Skip to content
Jason Heiss edited this page Aug 25, 2014 · 1 revision

Deprecated

This page documents the deprecated XML format. New deployments should use the YAML format.

Etch is based on a client/server model where the server normally generates a client's configuration based on a configuration repository stored on the server and basic facts about the client supplied by the client from the Facter library. In other words the configuration is centrally managed and the client has little control over what configuration it receives. However, sometimes you want to allow individual clients to request additions or modifications to the standard configuration. In particular we use this to allow software packages from our package management tool to request things like accounts, kernel settings and NFS mounts. For example, the mysql package requests a "mysql" user and group. It is up to your configuration script or template to do something with the request, so by default requests will be ignored. You can choose to implement the request only under certain circumstances.

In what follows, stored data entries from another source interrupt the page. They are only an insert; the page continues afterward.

//! Compiled units and the registry of loaded ones.
//!
//! A [`CodeBlock`] is shared through `Rc` by the registry, by every function
//! it declared and by any frame executing inside it. The instruction stream
//! sits behind a `RefCell` because breakpoints and tag rewrites patch single
//! words while the block may be executing further up the call stack.

use crate::compiler::CompiledUnit;
use crate::error::DecodeError;
use crate::vm::debug::{self, LineBreakPair};
use crate::vm::ops::{Instruction, Opcode};
use std::cell::RefCell;
use std::rc::Rc;
use tracing::debug;

#[derive(Debug)]
pub struct CodeBlock {
    name: String,
    code: RefCell<Vec<u32>>,
    line_breaks: RefCell<Vec<LineBreakPair>>,
    global_strings: RefCell<Vec<u8>>,
    function_strings: RefCell<Vec<u8>>,
    global_floats: Vec<f64>,
    function_floats: Vec<f64>,
    break_list: Vec<u32>,
}

impl CodeBlock {
    pub fn new(name: impl Into<String>, unit: CompiledUnit) -> Self {
        Self::from_parts(
            name,
            unit.code,
            unit.line_breaks,
            unit.global_strings,
            unit.function_strings,
            unit.global_floats,
            unit.function_floats,
        )
    }

    pub fn from_parts(
        name: impl Into<String>,
        code: Vec<u32>,
        line_breaks: Vec<LineBreakPair>,
        global_strings: Vec<u8>,
        function_strings: Vec<u8>,
        global_floats: Vec<f64>,
        function_floats: Vec<f64>,
    ) -> Self {
        let break_list = debug::calc_break_list(&line_breaks);
        Self {
            name: name.into(),
            code: RefCell::new(code),
            line_breaks: RefCell::new(line_breaks),
            global_strings: RefCell::new(global_strings),
            function_strings: RefCell::new(function_strings),
            global_floats,
            function_floats,
            break_list,
        }
    }

    pub fn name(&self) -> &str {
        &self.name
    }

    pub fn code_size(&self) -> usize {
        self.code.borrow().len()
    }

    /// Copy of the current instruction stream, breakpoints included.
    pub fn code(&self) -> Vec<u32> {
        self.code.borrow().clone()
    }

    pub fn line_breaks(&self) -> Vec<LineBreakPair> {
        self.line_breaks.borrow().clone()
    }

    pub fn global_strings(&self) -> Vec<u8> {
        self.global_strings.borrow().clone()
    }

    pub fn function_strings(&self) -> Vec<u8> {
        self.function_strings.borrow().clone()
    }

    pub fn global_floats(&self) -> &[f64] {
        &self.global_floats
    }

    pub fn function_floats(&self) -> &[f64] {
        &self.function_floats
    }

    /// Breakable lines as (skip, run) counts.
    pub fn break_list(&self) -> &[u32] {
        &self.break_list
    }

    pub fn decode(&self, ip: u32) -> Result<Instruction, DecodeError> {
        Instruction::decode(&self.code.borrow(), ip as usize)
    }

    /// Decode the instruction at `ip` as if its opcode word were `opcode`.
    /// Used to run the instruction a `BREAK` is standing in for.
    pub fn decode_as(&self, ip: u32, opcode: u8) -> Result<Instruction, DecodeError> {
        let code = self.code.borrow();
        if ip as usize >= code.len() {
            return Err(DecodeError::Truncated { ip: ip as usize });
        }
        Instruction::decode_with_opcode(&code, ip as usize, opcode as u32)
    }

    /// Original opcode byte saved for a statement starting exactly at `ip`.
    pub fn break_opcode(&self, ip: u32) -> Option<u8> {
        self.line_breaks
            .borrow()
            .iter()
            .find(|p| p.ip == ip)
            .map(LineBreakPair::opcode_byte)
    }

    /// Source line of the statement covering `ip`, 0 when unknown.
    pub fn line_for_ip(&self, ip: u32) -> u32 {
        debug::find_break_line(&self.line_breaks.borrow(), ip).map_or(0, |(line, _)| line)
    }

    pub fn find_first_break_line(&self, line: u32) -> u32 {
        debug::find_first_break_line(&self.line_breaks.borrow(), line)
    }

    /// Place a breakpoint on the first breakable line at or after `line`.
    pub fn set_breakpoint(&self, line: u32) -> bool {
        let line = self.find_first_break_line(line);
        if line == 0 {
            return false;
        }
        let pairs = self.line_breaks.borrow();
        let mut code = self.code.borrow_mut();
        match pairs.iter().find(|p| p.line() == line) {
            Some(pair) => {
                code[pair.ip as usize] = Opcode::Break.word();
                true
            }
            None => false,
        }
    }

    pub fn clear_breakpoint(&self, line: u32) {
        let pairs = self.line_breaks.borrow();
        let mut code = self.code.borrow_mut();
        if let Some(pair) = pairs.iter().find(|p| p.line() == line) {
            code[pair.ip as usize] = pair.opcode_byte() as u32;
        }
    }

    /// Break on every statement (stepping).
    pub fn set_all_breaks(&self) {
        let pairs = self.line_breaks.borrow();
        let mut code = self.code.borrow_mut();
        for pair in pairs.iter() {
            code[pair.ip as usize] = Opcode::Break.word();
        }
    }

    pub fn clear_all_breaks(&self) {
        let pairs = self.line_breaks.borrow();
        let mut code = self.code.borrow_mut();
        for pair in pairs.iter() {
            code[pair.ip as usize] = pair.opcode_byte() as u32;
        }
    }

    /// NUL-terminated string at `offset` in the global or function blob.
    pub fn string_at(&self, offset: u32, in_function: bool) -> Option<String> {
        let blob = if in_function {
            self.function_strings.borrow()
        } else {
            self.global_strings.borrow()
        };
        read_cstr(&blob, offset as usize)
    }

    pub fn float_at(&self, index: u32, in_function: bool) -> Option<f64> {
        let table = if in_function {
            &self.function_floats
        } else {
            &self.global_floats
        };
        table.get(index as usize).copied()
    }

    /// Turn the tagged string at `offset` into its tag reference and patch the
    /// `TAG_TO_STR` at `ip` into a plain `LOADIMMED_STR`. Returns the original
    /// text and the rewritten one.
    pub fn rewrite_tag(&self, ip: u32, offset: u32, in_function: bool, tag: u32) -> Option<(String, String)> {
        let mut blob = if in_function {
            self.function_strings.borrow_mut()
        } else {
            self.global_strings.borrow_mut()
        };
        let original = read_cstr(&blob, offset as usize)?;
        let tagged = format!("\x01{tag}");
        // Tagged entries are padded to at least seven bytes by the string table.
        if tagged.len() > original.len().max(6) {
            return None;
        }
        let start = offset as usize;
        let end = start + tagged.len();
        if end >= blob.len() {
            return None;
        }
        blob[start..end].copy_from_slice(tagged.as_bytes());
        blob[end] = 0;
        drop(blob);

        let load = Opcode::LoadImmedStr.word();
        let mut code = self.code.borrow_mut();
        if code[ip as usize] == Opcode::Break.word() {
            for pair in self.line_breaks.borrow_mut().iter_mut().filter(|p| p.ip == ip) {
                pair.set_opcode_byte(load as u8);
            }
        } else {
            code[ip as usize] = load;
        }
        Some((original, tagged))
    }
}

fn read_cstr(blob: &[u8], offset: usize) -> Option<String> {
    let tail = blob.get(offset..)?;
    let len = tail.iter().position(|&b| b == 0).unwrap_or(tail.len());
    Some(String::from_utf8_lossy(&tail[..len]).into_owned())
}

/// Loaded blocks, most recent first.
#[derive(Debug, Default)]
pub struct CodeBlockRegistry {
    blocks: Vec<Rc<CodeBlock>>,
}

impl CodeBlockRegistry {
    pub fn new() -> Self {
        Self::default()
    }

    /// Register `block`, evicting any earlier entry with the same name.
    /// Anonymous blocks are never registered.
    pub fn insert(&mut self, block: Rc<CodeBlock>) {
        if block.name().is_empty() {
            return;
        }
        self.remove(block.name());
        debug!(name = block.name(), "registered code block");
        self.blocks.insert(0, block);
    }

    pub fn remove(&mut self, name: &str) -> Option<Rc<CodeBlock>> {
        let pos = self
            .blocks
            .iter()
            .position(|b| b.name().eq_ignore_ascii_case(name))?;
        Some(self.blocks.remove(pos))
    }

    pub fn find(&self, name: &str) -> Option<Rc<CodeBlock>> {
        self.blocks
            .iter()
            .find(|b| b.name().eq_ignore_ascii_case(name))
            .cloned()
    }

    pub fn iter(&self) -> impl Iterator<Item = &Rc<CodeBlock>> {
        self.blocks.iter()
    }

    pub fn len(&self) -> usize {
        self.blocks.len()
    }

    pub fn is_empty(&self) -> bool {
        self.blocks.is_empty()
    }
}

For example, we only implement account requests for accounts that have already been defined, and only obey requests for human accounts on non-production machines.

Client Side

On the client side requests are created by dropping an XML file into /var/etch/requests/[path to file]. For example, if you want a request associated with /etc/passwd you'd create a file like /var/etch/requests/etc/passwd/myrequest. The filename within the directory doesn't matter, use whatever helps you keep them straight. Our packaging tool creates requests using filenames based on the package that included the request, for example. Anytime the etch client submits a request for that file it will include the XML from all files in the directory.

The XML must be wrapped in a <request></request> element. Any valid text or XML can be included in that element. At the simple end of things a request for an account might look like <request>mysql</request>.

Server Side

Your script or template will receive any requests from the client in the @local_requests variable. The requests will be bundled within a <requests></requests> element. I.e. if the client just had the one mysql request above you'll receive a string like "<requests><request>mysql</request></requests>". The XML is not parsed for you in order to save some CPU cycles if your script/template doesn't use it. The REXML XML library is included with Ruby and can be used to parse the XML. The etch server itself uses the LibXML library, so you can also assume it is installed and available. Etch uses LibXML for greater performance and for some features like DTD validation. Neither are likely to be concerns when parsing these small pieces of XML, so feel free to use whichever library you prefer. The REXML tutorial might help you get started.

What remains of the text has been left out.